A novice yogi complete with shaven head and shapeless blue robes greeted her. The girl was no more than 25, her accent American. She smiled blissfully as though her inhibitions were left behind in another life. “How much did you pay?” She indicated the driver. When Monica told her, she shook her head. “I was like that too,” she laughed, “an easy mark. They will steal your child if you let them.”
Monica watched the taxi drive off. Her phantom baby was on the roof and she was embarrassed to have called it back into being, deciding it would never return.
The novice slammed the heavy wooden door, and the noise of the city receded. Monica followed her, through a labyrinth of white painted brick corridors, wafted along by the sweet smell of unwashed clothes and body odor. The girl showed her the bathroom then further along she opened the door to a small cell-like room. “Breakfast is at six. The next class is at seven.” She instructed Monica to follow the blue line painted along the edge of the tiled floor.
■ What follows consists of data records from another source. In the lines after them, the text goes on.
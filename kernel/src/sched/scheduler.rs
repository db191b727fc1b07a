//! Per-CPU prioritised round-robin scheduler
//!
//! Four class queues (realtime/high/normal/idle), priority-insertion FIFO
//! within each. `schedule()` picks the head of the highest non-empty
//! class; a running task with timeslice left is only displaced by a
//! strictly higher class or a strictly higher priority in its own class.
//! Timeslice accounting happens on the timer tick; exhaustion requeues the
//! task at the back of its priority band and switches. Blocked tasks are
//! never requeued here; they come back through `unblock`.
//!
//! Every method assumes the owning CPU's scheduler lock is held; access is
//! routed through `smp`'s locking discipline.

use super::queue::TaskPriorityQueue;
use super::sleep::SleepQueue;
use super::task::{TaskClass, TaskPtr, TaskState};
use super::DEFAULT_TIMESLICE;
use crate::arch;
#[cfg(feature = "alloc")]
use crate::arch::timer::{nanos_per_tick, upticks};

/// Priority assigned to per-CPU idle tasks.
pub const IDLE_PRIORITY: u8 = 255;

const CLASS_COUNT: usize = 4;

pub struct Scheduler {
    cpu_id: u8,
    current: Option<TaskPtr>,
    idle: Option<TaskPtr>,
    queues: [TaskPriorityQueue; CLASS_COUNT],
    sleep_queue: SleepQueue,
}

impl Scheduler {
    pub const fn new(cpu_id: u8) -> Self {
        Self {
            cpu_id,
            current: None,
            idle: None,
            queues: [const { TaskPriorityQueue::new() }; CLASS_COUNT],
            sleep_queue: SleepQueue::new(),
        }
    }

    pub fn cpu_id(&self) -> u8 {
        self.cpu_id
    }

    pub fn current(&self) -> Option<TaskPtr> {
        self.current
    }

    /// This CPU's permanent idle task, once registered.
    pub fn idle_task(&self) -> Option<TaskPtr> {
        self.idle
    }

    /// Register this CPU's permanent idle task. It sits in the idle class
    /// at the weakest priority and is never destroyed.
    pub fn set_idle(&mut self, task: TaskPtr) {
        // SAFETY: sched lock held per module contract; the idle task is
        // fresh and on no list.
        unsafe {
            let t = task.task_mut();
            t.class = TaskClass::Idle;
            t.priority = IDLE_PRIORITY;
            t.state = TaskState::Ready;
            self.queues[TaskClass::Idle as usize].push(task);
        }
        self.idle = Some(task);
    }

    /// Put a ready task on its class queue.
    pub fn enqueue(&mut self, task: TaskPtr) {
        // SAFETY: sched lock held per module contract.
        unsafe {
            let t = task.task_mut();
            t.state = TaskState::Ready;
            t.current_cpu = None;
            let class = t.class as usize;
            self.queues[class].push(task);
        }
    }

    /// Mark a task blocked. It stays off the run queues until `unblock`.
    pub fn block(&mut self, task: TaskPtr) {
        // SAFETY: sched lock held per module contract.
        unsafe {
            task.task_mut().state = TaskState::Blocked;
        }
    }

    /// Return a blocked (or sleeping) task to the run queues.
    pub fn unblock(&mut self, task: TaskPtr) {
        // A wakeup can race the wakee's own block; a task still marked
        // running is on some CPU and must not also land on a queue.
        // SAFETY: sched lock held per module contract.
        if unsafe { task.task().state } == TaskState::Running {
            return;
        }
        self.enqueue(task);
    }

    /// Head of the strongest non-empty class queue.
    fn candidate(&self) -> Option<(usize, TaskPtr)> {
        self.queues
            .iter()
            .enumerate()
            .find_map(|(class, queue)| queue.peek().map(|task| (class, task)))
    }

    /// Timer-driven entry: burn one tick of the running task's slice, then
    /// run a scheduling pass.
    pub fn tick(&mut self) {
        if let Some(current) = self.current {
            // SAFETY: sched lock held per module contract.
            let cur = unsafe { current.task_mut() };
            if cur.ts_remain > 0 {
                cur.ts_remain -= 1;
            }
        }

        self.schedule();
    }

    /// The scheduling decision. Called with this CPU's sched lock held and
    /// interrupts disabled; may context-switch away and only "return" when
    /// this task is next dispatched.
    pub fn schedule(&mut self) {
        let Some((queue_class, candidate)) = self.candidate() else {
            // No runnable tasks at all; carry on with the current one.
            return;
        };

        if let Some(current) = self.current {
            // SAFETY: sched lock held per module contract.
            let keep_running = unsafe {
                let cur = current.task();
                let cand = candidate.task();
                let preempts = cand.class < cur.class
                    || (cand.class == cur.class && cand.priority < cur.priority);
                cur.state == TaskState::Running && cur.ts_remain > 0 && !preempts
            };

            if keep_running {
                return;
            }
        }

        // Committed to switching; now actually dequeue.
        // SAFETY: sched lock held; candidate was just peeked.
        let next = unsafe { self.queues[queue_class].pop() }.expect("peeked candidate vanished");

        let prev = self.current;

        if let Some(current) = prev {
            if current == next {
                return;
            }

            // SAFETY: sched lock held per module contract.
            let was_running = unsafe {
                let cur = current.task_mut();
                cur.current_cpu = None;
                cur.state == TaskState::Running
            };

            if was_running {
                self.enqueue(current);
            }
        }

        // SAFETY: sched lock held per module contract.
        let new_sp = unsafe {
            let n = next.task_mut();
            n.ts_remain = DEFAULT_TIMESLICE;
            n.state = TaskState::Running;
            n.current_cpu = Some(self.cpu_id);
            n.saved_sp
        };

        self.current = Some(next);

        match prev {
            Some(current) => {
                // SAFETY: both tasks are live; the outgoing task's saved_sp
                // slot receives this context, the sched lock travels with
                // the switch and is released by the incoming side.
                unsafe {
                    arch::context_switch(&raw mut (*current.as_ptr()).saved_sp, new_sp);
                }
            }
            None => {
                // First dispatch on this CPU; the boot context is
                // abandoned into a scratch slot.
                let mut boot_sp = 0u64;
                // SAFETY: as above; boot_sp is never resumed.
                unsafe {
                    arch::context_switch(&raw mut boot_sp, new_sp);
                }
            }
        }
    }

    /// Put `task` to sleep for `nanos` nanoseconds, measured from `now`
    /// upticks. The deadline is converted at the platform timer's
    /// programmed rate. Caller follows with `schedule()`.
    #[cfg(feature = "alloc")]
    pub fn sleep_task_at(&mut self, task: TaskPtr, nanos: u64, now: u64) {
        let ticks = nanos.div_ceil(nanos_per_tick()).max(1);
        // SAFETY: sched lock held per module contract.
        unsafe {
            task.task_mut().state = TaskState::Sleeping;
        }
        self.sleep_queue.enqueue(task, now + ticks);
    }

    /// As [`Scheduler::sleep_task_at`] against the global uptick clock.
    #[cfg(feature = "alloc")]
    pub fn sleep_task(&mut self, task: TaskPtr, nanos: u64) {
        self.sleep_task_at(task, nanos, upticks());
    }

    /// Wake everything due at `now`, moving it to the run queues.
    #[cfg(feature = "alloc")]
    pub fn check_sleepers_at(&mut self, now: u64) {
        let Self {
            sleep_queue,
            queues,
            ..
        } = self;

        sleep_queue.dequeue_due(now, |task| {
            // SAFETY: sched lock held per module contract.
            unsafe {
                let t = task.task_mut();
                t.state = TaskState::Ready;
                t.current_cpu = None;
                let class = t.class as usize;
                queues[class].push(task);
            }
        });
    }

    /// As [`Scheduler::check_sleepers_at`] against the global uptick clock.
    #[cfg(feature = "alloc")]
    pub fn check_sleepers(&mut self) {
        self.check_sleepers_at(upticks());
    }

    /// Tasks queued in `class` (test and diagnostics aid).
    pub fn queue_len(&self, class: TaskClass) -> usize {
        // SAFETY: sched lock held per module contract.
        unsafe { self.queues[class as usize].len() }
    }

    /// Sleeping task count.
    #[cfg(feature = "alloc")]
    pub fn sleeper_count(&self) -> usize {
        self.sleep_queue.len()
    }
}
The room was spartan. No more than a bed with a thin mattress on a wire frame, a bedside table with a glass jug of water, a cup and a plate of sliced mango. Monica lay down on the narrow bed and imagined herself at home, propped against pillows with her down comforter and organic latex mattress. She wondered if Gil had fed Dog and if Chloe would finish the new gown and the silly frills the clutch of bridesmaids were wearing.
When she woke, it was dark, and she was thirsty and hungry. She gulped the warm water. The mango swarmed with ants, and she shuddered and brushed them off and ate it all. She checked her phone and saw a message from Antoinette. Later, she thought and went into the silent corridor that led to a communal kitchen with bowls of legumes soaking on the counter top. She opened the fridge and found nothing but vegetables and yoghurt in tall glass jars. There were no crackers or snacks. The kitchen and dining room opened onto a dark, walled courtyard filled with potted trees and plants. The walls hung with vines festooned with flowers. She sat at a picnic table and let the fragrance soothe her under the muffled sounds of the city at night.